__Assignment__
Each line that holds the word "KeyboardSnapshot" counts once; give the total for the records below and nothing else.

__Task data__
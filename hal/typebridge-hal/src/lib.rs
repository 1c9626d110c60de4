//! Typebridge Hardware Abstraction Layer
//!
//! This crate defines the small set of hardware seams the bridge needs on top
//! of `embedded-hal` and `embedded-io-async`. Chip-specific wiring lives in the
//! firmware crate; host tests use the doubles in [`mock`].
//!
//! # Architecture
//!
//! ```text
//! ┌─────────────────────────────────────────┐
//! │  typebridge-core (link, scanner, mux)   │
//! └─────────────────────────────────────────┘
//!                     │
//!                     ▼
//! ┌─────────────────────────────────────────┐
//! │  typebridge-hal (this crate - traits)   │
//! └─────────────────────────────────────────┘
//!                     │
//!         ┌───────────┴───────────┐
//!         ▼                       ▼
//! ┌───────────────┐       ┌───────────────┐
//! │  typebridge-  │       │  hal::mock    │
//! │   firmware    │       │  (host tests) │
//! └───────────────┘       └───────────────┘
//! ```
//!
//! # Traits
//!
//! - [`gpio::AddressBus`] - Multi-line address selection
//! - [`serial::ByteStream`] - Async byte stream with readiness polling
//! - [`time::Clock`] - Monotonic millisecond clock

#![no_std]
#![deny(unsafe_code)]

#[cfg(any(test, feature = "mock"))]
extern crate std;

pub mod gpio;
#[cfg(any(test, feature = "mock"))]
pub mod mock;
pub mod serial;
pub mod time;

// Re-export key traits at crate root for convenience
pub use gpio::{AddressBus, Level};
pub use serial::{ByteStream, SerialConfig};
pub use time::Clock;
//! Keyboard matrix scanning

mod scanner;

pub use scanner::{MatrixScanner, ScannerConfig};
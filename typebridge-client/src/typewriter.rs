//! Printing session on top of a bridge connection
//!
//! Puts the typewriter online when created and back offline when dropped,
//! and tracks where the print head is so text and absolute moves can be
//! laid out in steps.

use std::io::{Read, Write};

use tracing::{debug, warn};

use crate::client::BridgeClient;
use crate::commands::{Direction, Feed, TypewriterCommand, MAX_DISTANCE, OFFLINE, ONLINE};
use crate::error::{ClientError, Result};
use crate::image::{DotImage, MAX_IMAGE_HEIGHT};

/// Step between printed dots, horizontal and vertical
const DOT_PITCH: (i32, i32) = (3, 2);
/// Weight of a printed dot
const DOT_WEIGHT: u8 = 15;

pub struct Typewriter<S: Read + Write> {
    client: BridgeClient<S>,
    online: bool,
    /// Head position in steps, x to the right and y down from the start
    pos: (i32, i32),
    char_width: u8,
    /// Column a carriage return goes back to
    pub line_start: i32,
    pub line_height: u16,
    pub print_weight: u8,
    pub feed_direction: Option<Feed>,
}

impl<S: Read + Write> Typewriter<S> {
    /// Take over `client` and put the typewriter online
    pub fn new(mut client: BridgeClient<S>) -> Result<Self> {
        client.send_all(&ONLINE)?;
        debug!("typewriter online");
        Ok(Self {
            client,
            online: true,
            pos: (0, 0),
            char_width: 12,
            line_start: 0,
            line_height: 16,
            print_weight: 20,
            feed_direction: Some(Feed::Right),
        })
    }

    pub fn client(&mut self) -> &mut BridgeClient<S> {
        &mut self.client
    }

    pub fn position(&self) -> (i32, i32) {
        self.pos
    }

    pub fn char_width(&self) -> u8 {
        self.char_width
    }

    pub fn set_char_width(&mut self, width: u8) -> Result<()> {
        self.client
            .execute(&TypewriterCommand::SetCharWidth(width))?;
        self.char_width = width;
        Ok(())
    }

    pub fn print_char(&mut self, c: char) -> Result<()> {
        let command = TypewriterCommand::print_with(c, self.print_weight, self.feed_direction);
        self.client.execute(&command)?;
        self.pos.0 += match self.feed_direction {
            Some(Feed::Right) => i32::from(self.char_width),
            Some(Feed::Left) => -i32::from(self.char_width),
            None => 0,
        };
        Ok(())
    }

    pub fn space(&mut self) -> Result<()> {
        self.client.execute(&TypewriterCommand::Space(0))?;
        self.pos.0 += i32::from(self.char_width);
        Ok(())
    }

    /// Move down one line
    pub fn newline(&mut self) -> Result<()> {
        self.move_head(0, i32::from(self.line_height))
    }

    /// Move back to `line_start`
    pub fn carriage_return(&mut self) -> Result<()> {
        self.move_head(self.line_start - self.pos.0, 0)
    }

    /// Print text; `'\n'` starts a new line and `' '` advances one space
    pub fn print_str(&mut self, text: &str) -> Result<()> {
        for c in text.chars() {
            match c {
                '\n' => {
                    self.newline()?;
                    self.carriage_return()?;
                }
                ' ' => self.space()?,
                _ => self.print_char(c)?,
            }
        }
        Ok(())
    }

    /// Move the head by `dx` steps right and `dy` steps down
    ///
    /// Distances beyond a single move's range are split.
    pub fn move_head(&mut self, dx: i32, dy: i32) -> Result<()> {
        let horizontal = if dx < 0 {
            Direction::Left
        } else {
            Direction::Right
        };
        let vertical = if dy < 0 { Direction::Up } else { Direction::Down };

        self.move_steps(horizontal, dx.unsigned_abs())?;
        self.pos.0 += dx;
        self.move_steps(vertical, dy.unsigned_abs())?;
        self.pos.1 += dy;
        Ok(())
    }

    /// Move the head to absolute position `(x, y)`
    pub fn move_to(&mut self, x: i32, y: i32) -> Result<()> {
        self.move_head(x - self.pos.0, y - self.pos.1)
    }

    /// Print the dark pixels of `image` as dots, starting at the head
    ///
    /// Call [`DotImage::dither`] first for photographs. Feed direction and
    /// print weight are restored afterwards, and the head is left on the
    /// last dot.
    pub fn print_image(&mut self, image: &DotImage) -> Result<()> {
        if image.height() > MAX_IMAGE_HEIGHT {
            return Err(ClientError::ImageTooTall(image.height()));
        }
        let origin = self.pos;
        let feed_direction = self.feed_direction.take();
        let print_weight = core::mem::replace(&mut self.print_weight, DOT_WEIGHT);

        let result = image.dots().try_for_each(|(x, y)| {
            let x = origin.0 + DOT_PITCH.0 * x as i32;
            let y = origin.1 + DOT_PITCH.1 * y as i32;
            self.move_to(x, y)?;
            self.print_char('.')
        });

        self.feed_direction = feed_direction;
        self.print_weight = print_weight;
        result?;
        debug!(dots = image.dots().count(), "image printed");
        Ok(())
    }

    fn move_steps(&mut self, direction: Direction, mut distance: u32) -> Result<()> {
        while distance > 0 {
            let step = distance.min(u32::from(MAX_DISTANCE));
            // step <= MAX_DISTANCE fits in u16
            self.client
                .execute(&TypewriterCommand::move_by(direction, step as u16))?;
            distance -= step;
        }
        Ok(())
    }

    /// Put the typewriter offline and end the session
    pub fn finish(mut self) -> Result<()> {
        self.go_offline()
    }

    fn go_offline(&mut self) -> Result<()> {
        if !self.online {
            return Ok(());
        }
        self.online = false;
        self.client.send_all(&OFFLINE)?;
        debug!("typewriter offline");
        Ok(())
    }
}

impl<S: Read + Write> Drop for Typewriter<S> {
    fn drop(&mut self) {
        if let Err(e) = self.go_offline() {
            warn!(error = %e, "failed to put typewriter offline");
        }
    }
}
//! Embassy async tasks

pub mod bridge;
pub mod network;

pub use bridge::{bridge_task, Bridge};
pub use network::{cyw43_task, net_task, RadioSpi};
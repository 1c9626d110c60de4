//! Grayscale images printed as a grid of dots

/// Tallest image `Typewriter::print_image` accepts, in rows
pub const MAX_IMAGE_HEIGHT: u32 = 300;

/// Pixels below this luma are printed
const DARK_THRESHOLD: u8 = 128;

/// 8-bit grayscale image, row-major
#[derive(Debug, Clone, PartialEq, Eq)]
pub struct DotImage {
    width: u32,
    height: u32,
    luma: Vec<u8>,
}

impl DotImage {
    /// Wrap `luma`, which must hold exactly `width * height` pixels
    pub fn from_luma(width: u32, height: u32, luma: Vec<u8>) -> Option<Self> {
        let len = usize::try_from(u64::from(width) * u64::from(height)).ok()?;
        (luma.len() == len).then_some(Self {
            width,
            height,
            luma,
        })
    }

    pub fn width(&self) -> u32 {
        self.width
    }

    pub fn height(&self) -> u32 {
        self.height
    }

    pub fn luma(&self, x: u32, y: u32) -> Option<u8> {
        if x >= self.width || y >= self.height {
            return None;
        }
        self.luma.get((y * self.width + x) as usize).copied()
    }

    /// Reduce to black and white with Floyd-Steinberg error diffusion
    pub fn dither(&mut self) {
        let width = self.width as usize;
        let height = self.height as usize;
        let mut level: Vec<i32> = self.luma.iter().map(|&l| i32::from(l)).collect();

        for y in 0..height {
            for x in 0..width {
                let i = y * width + x;
                let old = level[i].clamp(0, 255);
                let new = if old < i32::from(DARK_THRESHOLD) { 0 } else { 255 };
                self.luma[i] = new as u8;

                let error = old - new;
                let mut diffuse = |dx: isize, dy: usize, weight: i32| {
                    let Some(nx) = x.checked_add_signed(dx).filter(|&nx| nx < width) else {
                        return;
                    };
                    let ny = y + dy;
                    if ny < height {
                        level[ny * width + nx] += error * weight / 16;
                    }
                };
                diffuse(1, 0, 7);
                diffuse(-1, 1, 3);
                diffuse(0, 1, 5);
                diffuse(1, 1, 1);
            }
        }
    }

    /// Coordinates of dark pixels, row by row
    pub fn dots(&self) -> impl Iterator<Item = (u32, u32)> + '_ {
        let width = self.width.max(1);
        self.luma
            .iter()
            .enumerate()
            .filter(|&(_, &l)| l < DARK_THRESHOLD)
            .map(move |(i, _)| (i as u32 % width, i as u32 / width))
    }
}

#[cfg(test)]
mod tests {
    use super::*;

    #[test]
    fn test_from_luma_checks_size() {
        assert!(DotImage::from_luma(2, 2, vec![0; 4]).is_some());
        assert!(DotImage::from_luma(2, 2, vec![0; 3]).is_none());
        assert!(DotImage::from_luma(0, 5, Vec::new()).is_some());
    }

    #[test]
    fn test_dots_are_dark_pixels_in_row_order() {
        let image = DotImage::from_luma(3, 2, vec![0, 255, 127, 128, 10, 255]).unwrap();
        let dots: Vec<_> = image.dots().collect();
        assert_eq!(dots, vec![(0, 0), (2, 0), (1, 1)]);
    }

    #[test]
    fn test_dither_is_bilevel() {
        let mut black = DotImage::from_luma(4, 4, vec![0; 16]).unwrap();
        black.dither();
        assert_eq!(black.dots().count(), 16);

        let mut white = DotImage::from_luma(4, 4, vec![255; 16]).unwrap();
        white.dither();
        assert_eq!(white.dots().count(), 0);

        let mut gray = DotImage::from_luma(8, 8, vec![127; 64]).unwrap();
        gray.dither();
        assert!((0..64).all(|i| matches!(gray.luma(i % 8, i / 8), Some(0 | 255))));
        let dark = gray.dots().count();
        assert!(dark > 16 && dark < 48, "{dark} dark pixels");
    }

    #[test]
    fn test_luma_out_of_bounds() {
        let image = DotImage::from_luma(2, 1, vec![1, 2]).unwrap();
        assert_eq!(image.luma(1, 0), Some(2));
        assert_eq!(image.luma(2, 0), None);
        assert_eq!(image.luma(0, 1), None);
    }
}
//! What a session sweep did, for logging

use embedded_io_async::ErrorKind;

use typebridge_protocol::{Command, KeyboardSnapshot};

use crate::link::LinkError;

/// One unit of work done by a sweep
#[derive(Debug, Clone, Copy, PartialEq, Eq)]
#[cfg_attr(feature = "defmt", derive(defmt::Format))]
pub enum Activity {
    /// Unsolicited device byte relayed to the client
    Relayed(u8),
    /// Periodic scan pushed to the client
    ScanPushed(KeyboardSnapshot),
    /// Scan requested by the client and answered
    ScanRequested(KeyboardSnapshot),
    /// Command executed and its response relayed
    Answered { command: Command, length: u8 },
    /// Command failed; an empty response was relayed
    CommandFailed { command: Command, error: LinkError },
    /// Unknown opcode dropped from the client stream
    Malformed(u8),
    /// Device link failed while polling for unsolicited bytes
    DeviceFault(LinkError),
}

/// Why a session ended
#[derive(Debug, Clone, Copy, PartialEq, Eq)]
#[cfg_attr(feature = "defmt", derive(defmt::Format))]
pub enum CloseReason {
    /// Client closed the connection
    ClientDisconnected,
    /// Reading from the client failed
    ReadFailed(ErrorKind),
    /// Writing to the client failed
    WriteFailed(ErrorKind),
}

/// Per-session counters
#[derive(Debug, Clone, Copy, Default, PartialEq, Eq)]
#[cfg_attr(feature = "defmt", derive(defmt::Format))]
pub struct SessionStats {
    pub relayed: u32,
    pub scans_pushed: u32,
    pub scans_requested: u32,
    pub commands: u32,
    pub failed_commands: u32,
    pub malformed: u32,
    pub device_faults: u32,
}

impl SessionStats {
    pub fn record(&mut self, activity: &Activity) {
        let counter = match activity {
            Activity::Relayed(_) => &mut self.relayed,
            Activity::ScanPushed(_) => &mut self.scans_pushed,
            Activity::ScanRequested(_) => &mut self.scans_requested,
            Activity::Answered { .. } => &mut self.commands,
            Activity::CommandFailed { .. } => &mut self.failed_commands,
            Activity::Malformed(_) => &mut self.malformed,
            Activity::DeviceFault(_) => &mut self.device_faults,
        };
        *counter = counter.saturating_add(1);
    }
}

__Result of the task__
3